§ Work to complete
A bare number is all that is needed: how many lines below contain the string "those"?

Source data
════════════════════

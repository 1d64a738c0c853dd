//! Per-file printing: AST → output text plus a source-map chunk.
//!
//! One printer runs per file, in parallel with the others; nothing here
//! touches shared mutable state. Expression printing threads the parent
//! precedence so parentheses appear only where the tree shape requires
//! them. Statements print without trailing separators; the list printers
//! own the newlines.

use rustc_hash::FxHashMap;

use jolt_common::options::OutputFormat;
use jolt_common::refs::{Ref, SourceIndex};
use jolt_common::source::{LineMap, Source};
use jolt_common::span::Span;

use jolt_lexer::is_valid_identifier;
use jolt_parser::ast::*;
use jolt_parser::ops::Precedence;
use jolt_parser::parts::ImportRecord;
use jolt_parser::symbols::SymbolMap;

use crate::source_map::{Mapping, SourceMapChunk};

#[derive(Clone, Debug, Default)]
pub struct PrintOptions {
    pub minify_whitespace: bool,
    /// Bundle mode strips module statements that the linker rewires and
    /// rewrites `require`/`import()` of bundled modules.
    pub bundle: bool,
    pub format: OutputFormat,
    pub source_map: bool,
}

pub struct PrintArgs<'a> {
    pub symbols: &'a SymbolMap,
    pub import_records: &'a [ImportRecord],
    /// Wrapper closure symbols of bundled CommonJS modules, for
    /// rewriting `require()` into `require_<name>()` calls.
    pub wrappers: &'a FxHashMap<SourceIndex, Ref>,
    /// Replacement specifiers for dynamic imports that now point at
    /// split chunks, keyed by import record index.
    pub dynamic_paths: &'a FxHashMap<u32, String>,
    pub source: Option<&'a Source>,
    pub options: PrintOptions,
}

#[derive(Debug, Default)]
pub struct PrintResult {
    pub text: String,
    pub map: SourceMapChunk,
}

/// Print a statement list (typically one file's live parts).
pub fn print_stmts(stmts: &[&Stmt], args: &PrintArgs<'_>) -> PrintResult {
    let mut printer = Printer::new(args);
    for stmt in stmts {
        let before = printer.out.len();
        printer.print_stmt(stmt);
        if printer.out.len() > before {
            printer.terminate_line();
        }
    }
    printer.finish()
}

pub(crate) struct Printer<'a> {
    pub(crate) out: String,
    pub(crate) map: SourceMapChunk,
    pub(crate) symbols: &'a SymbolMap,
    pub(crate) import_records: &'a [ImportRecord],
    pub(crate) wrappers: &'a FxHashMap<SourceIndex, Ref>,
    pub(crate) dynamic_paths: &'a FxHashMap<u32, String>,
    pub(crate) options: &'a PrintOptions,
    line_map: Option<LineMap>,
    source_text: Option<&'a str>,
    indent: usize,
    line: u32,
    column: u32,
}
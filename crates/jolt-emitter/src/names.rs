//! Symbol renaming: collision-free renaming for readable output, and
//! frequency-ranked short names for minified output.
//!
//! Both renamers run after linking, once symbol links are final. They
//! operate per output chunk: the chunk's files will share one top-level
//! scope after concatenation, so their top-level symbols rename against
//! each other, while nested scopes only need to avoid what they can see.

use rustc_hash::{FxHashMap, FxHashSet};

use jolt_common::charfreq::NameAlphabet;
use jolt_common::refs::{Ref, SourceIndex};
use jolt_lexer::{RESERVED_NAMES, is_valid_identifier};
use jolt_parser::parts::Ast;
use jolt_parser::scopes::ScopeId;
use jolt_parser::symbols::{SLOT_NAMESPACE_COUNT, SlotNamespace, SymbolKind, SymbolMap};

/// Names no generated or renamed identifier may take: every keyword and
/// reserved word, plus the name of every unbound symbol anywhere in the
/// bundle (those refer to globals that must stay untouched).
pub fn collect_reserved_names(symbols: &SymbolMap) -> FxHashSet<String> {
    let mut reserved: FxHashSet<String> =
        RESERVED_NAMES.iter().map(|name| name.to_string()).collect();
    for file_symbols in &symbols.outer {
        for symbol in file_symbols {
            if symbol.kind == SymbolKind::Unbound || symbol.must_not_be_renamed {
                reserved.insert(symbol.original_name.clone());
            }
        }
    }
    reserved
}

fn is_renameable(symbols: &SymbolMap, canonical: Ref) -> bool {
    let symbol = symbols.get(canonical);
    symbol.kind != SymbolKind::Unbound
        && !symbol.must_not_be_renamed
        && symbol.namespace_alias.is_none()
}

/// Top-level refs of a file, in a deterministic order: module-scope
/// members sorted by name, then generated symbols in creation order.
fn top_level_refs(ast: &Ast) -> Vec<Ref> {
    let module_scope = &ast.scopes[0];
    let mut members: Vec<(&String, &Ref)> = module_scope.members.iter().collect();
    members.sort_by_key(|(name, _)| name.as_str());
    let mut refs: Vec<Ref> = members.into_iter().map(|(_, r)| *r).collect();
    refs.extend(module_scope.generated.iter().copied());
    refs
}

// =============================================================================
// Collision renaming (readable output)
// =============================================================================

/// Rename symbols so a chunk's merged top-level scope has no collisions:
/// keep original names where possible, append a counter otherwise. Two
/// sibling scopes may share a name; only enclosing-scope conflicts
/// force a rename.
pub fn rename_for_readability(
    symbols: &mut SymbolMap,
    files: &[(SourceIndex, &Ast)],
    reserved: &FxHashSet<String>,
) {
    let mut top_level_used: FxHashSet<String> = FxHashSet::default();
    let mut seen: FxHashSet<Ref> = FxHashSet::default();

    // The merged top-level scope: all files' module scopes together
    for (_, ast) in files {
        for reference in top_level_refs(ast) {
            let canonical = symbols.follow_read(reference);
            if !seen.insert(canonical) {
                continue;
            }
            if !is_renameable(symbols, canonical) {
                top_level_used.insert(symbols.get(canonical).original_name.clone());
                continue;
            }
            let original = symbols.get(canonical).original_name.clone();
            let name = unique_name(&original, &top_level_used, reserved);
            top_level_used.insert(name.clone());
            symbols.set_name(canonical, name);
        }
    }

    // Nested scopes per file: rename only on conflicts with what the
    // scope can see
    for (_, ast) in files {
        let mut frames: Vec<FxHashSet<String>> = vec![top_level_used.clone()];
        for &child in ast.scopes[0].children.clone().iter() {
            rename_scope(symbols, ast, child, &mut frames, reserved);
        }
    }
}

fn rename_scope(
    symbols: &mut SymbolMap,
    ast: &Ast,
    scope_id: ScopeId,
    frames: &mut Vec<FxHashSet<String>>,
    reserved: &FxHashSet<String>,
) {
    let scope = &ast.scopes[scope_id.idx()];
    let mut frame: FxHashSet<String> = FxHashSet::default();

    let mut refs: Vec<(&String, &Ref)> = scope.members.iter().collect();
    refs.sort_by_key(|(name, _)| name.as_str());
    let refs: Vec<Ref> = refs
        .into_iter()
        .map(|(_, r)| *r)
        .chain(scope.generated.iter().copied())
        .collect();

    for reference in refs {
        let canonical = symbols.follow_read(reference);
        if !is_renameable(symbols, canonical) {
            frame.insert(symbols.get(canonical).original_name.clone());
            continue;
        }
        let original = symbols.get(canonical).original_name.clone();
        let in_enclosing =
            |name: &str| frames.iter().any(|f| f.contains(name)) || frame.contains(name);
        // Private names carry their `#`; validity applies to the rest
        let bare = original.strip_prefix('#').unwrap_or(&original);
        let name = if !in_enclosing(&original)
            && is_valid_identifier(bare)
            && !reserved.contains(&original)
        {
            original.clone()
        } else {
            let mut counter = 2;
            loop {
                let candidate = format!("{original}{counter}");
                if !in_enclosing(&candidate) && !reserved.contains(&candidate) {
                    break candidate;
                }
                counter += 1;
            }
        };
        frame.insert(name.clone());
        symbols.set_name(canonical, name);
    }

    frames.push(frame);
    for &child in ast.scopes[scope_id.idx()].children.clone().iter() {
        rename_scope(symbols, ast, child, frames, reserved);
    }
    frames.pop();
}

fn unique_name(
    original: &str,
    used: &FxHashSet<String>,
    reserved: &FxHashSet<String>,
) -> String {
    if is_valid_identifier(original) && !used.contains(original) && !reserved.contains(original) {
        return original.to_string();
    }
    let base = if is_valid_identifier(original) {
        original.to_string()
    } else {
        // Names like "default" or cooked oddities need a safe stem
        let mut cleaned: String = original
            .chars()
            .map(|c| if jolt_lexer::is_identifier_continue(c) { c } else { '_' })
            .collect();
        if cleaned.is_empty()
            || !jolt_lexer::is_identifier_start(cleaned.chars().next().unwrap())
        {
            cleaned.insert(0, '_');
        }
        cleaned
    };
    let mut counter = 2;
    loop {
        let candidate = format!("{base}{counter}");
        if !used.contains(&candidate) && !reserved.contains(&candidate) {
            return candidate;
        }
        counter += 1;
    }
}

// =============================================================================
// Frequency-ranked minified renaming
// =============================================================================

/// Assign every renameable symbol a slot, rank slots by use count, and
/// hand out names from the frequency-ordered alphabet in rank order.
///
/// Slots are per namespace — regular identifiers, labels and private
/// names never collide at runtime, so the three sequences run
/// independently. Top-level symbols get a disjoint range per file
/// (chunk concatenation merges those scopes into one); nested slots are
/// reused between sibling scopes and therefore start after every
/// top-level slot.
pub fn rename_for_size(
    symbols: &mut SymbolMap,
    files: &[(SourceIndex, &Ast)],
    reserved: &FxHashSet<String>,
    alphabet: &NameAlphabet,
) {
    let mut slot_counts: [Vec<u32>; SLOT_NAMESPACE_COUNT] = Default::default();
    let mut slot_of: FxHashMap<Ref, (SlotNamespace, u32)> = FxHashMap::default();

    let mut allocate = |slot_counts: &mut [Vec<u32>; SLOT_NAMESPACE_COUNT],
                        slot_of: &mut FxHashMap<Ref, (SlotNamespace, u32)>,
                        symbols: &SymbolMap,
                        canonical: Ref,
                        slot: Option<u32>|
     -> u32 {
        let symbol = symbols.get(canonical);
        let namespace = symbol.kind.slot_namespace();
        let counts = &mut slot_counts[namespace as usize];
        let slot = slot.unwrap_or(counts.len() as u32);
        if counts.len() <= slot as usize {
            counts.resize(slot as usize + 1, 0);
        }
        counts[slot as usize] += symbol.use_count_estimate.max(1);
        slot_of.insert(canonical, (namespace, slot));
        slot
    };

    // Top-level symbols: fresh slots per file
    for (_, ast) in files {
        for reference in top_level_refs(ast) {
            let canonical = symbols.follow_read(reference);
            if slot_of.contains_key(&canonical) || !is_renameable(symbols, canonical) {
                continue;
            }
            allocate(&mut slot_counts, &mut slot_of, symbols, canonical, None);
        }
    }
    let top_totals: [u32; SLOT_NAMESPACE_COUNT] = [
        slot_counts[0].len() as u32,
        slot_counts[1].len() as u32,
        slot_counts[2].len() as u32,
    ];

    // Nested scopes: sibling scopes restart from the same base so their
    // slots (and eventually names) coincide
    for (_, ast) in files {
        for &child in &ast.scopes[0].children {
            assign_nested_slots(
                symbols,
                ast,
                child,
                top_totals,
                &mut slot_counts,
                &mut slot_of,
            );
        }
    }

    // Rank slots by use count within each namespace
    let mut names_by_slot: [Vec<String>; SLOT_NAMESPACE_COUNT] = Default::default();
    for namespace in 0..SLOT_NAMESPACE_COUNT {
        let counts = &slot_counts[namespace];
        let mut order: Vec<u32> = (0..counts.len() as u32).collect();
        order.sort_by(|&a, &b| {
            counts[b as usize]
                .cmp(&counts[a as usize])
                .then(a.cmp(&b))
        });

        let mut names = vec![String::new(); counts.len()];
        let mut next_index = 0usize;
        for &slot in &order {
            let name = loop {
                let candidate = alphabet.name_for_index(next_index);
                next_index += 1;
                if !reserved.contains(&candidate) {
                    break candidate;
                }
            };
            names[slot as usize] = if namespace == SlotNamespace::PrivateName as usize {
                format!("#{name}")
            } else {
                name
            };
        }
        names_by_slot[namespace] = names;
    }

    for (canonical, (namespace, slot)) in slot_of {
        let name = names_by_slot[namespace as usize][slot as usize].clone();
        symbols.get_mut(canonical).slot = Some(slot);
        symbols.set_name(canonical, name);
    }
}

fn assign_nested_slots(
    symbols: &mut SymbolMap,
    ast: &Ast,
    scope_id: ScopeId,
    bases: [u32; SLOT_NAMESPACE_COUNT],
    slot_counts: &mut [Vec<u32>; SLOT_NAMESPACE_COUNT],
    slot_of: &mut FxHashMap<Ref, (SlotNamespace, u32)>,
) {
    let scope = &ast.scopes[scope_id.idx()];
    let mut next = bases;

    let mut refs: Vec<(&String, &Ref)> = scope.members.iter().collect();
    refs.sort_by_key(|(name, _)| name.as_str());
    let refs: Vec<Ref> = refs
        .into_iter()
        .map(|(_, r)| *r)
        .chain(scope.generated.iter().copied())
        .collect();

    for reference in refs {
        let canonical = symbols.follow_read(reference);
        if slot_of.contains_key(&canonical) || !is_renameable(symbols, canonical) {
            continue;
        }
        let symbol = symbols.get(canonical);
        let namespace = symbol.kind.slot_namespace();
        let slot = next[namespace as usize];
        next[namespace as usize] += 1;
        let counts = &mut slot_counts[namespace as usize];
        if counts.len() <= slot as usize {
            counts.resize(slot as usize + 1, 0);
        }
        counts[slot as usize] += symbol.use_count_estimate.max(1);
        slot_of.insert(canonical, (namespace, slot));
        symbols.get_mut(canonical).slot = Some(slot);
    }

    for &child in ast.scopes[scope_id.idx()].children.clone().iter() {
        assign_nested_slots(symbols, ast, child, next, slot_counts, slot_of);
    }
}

════════════════════

§ Task result
2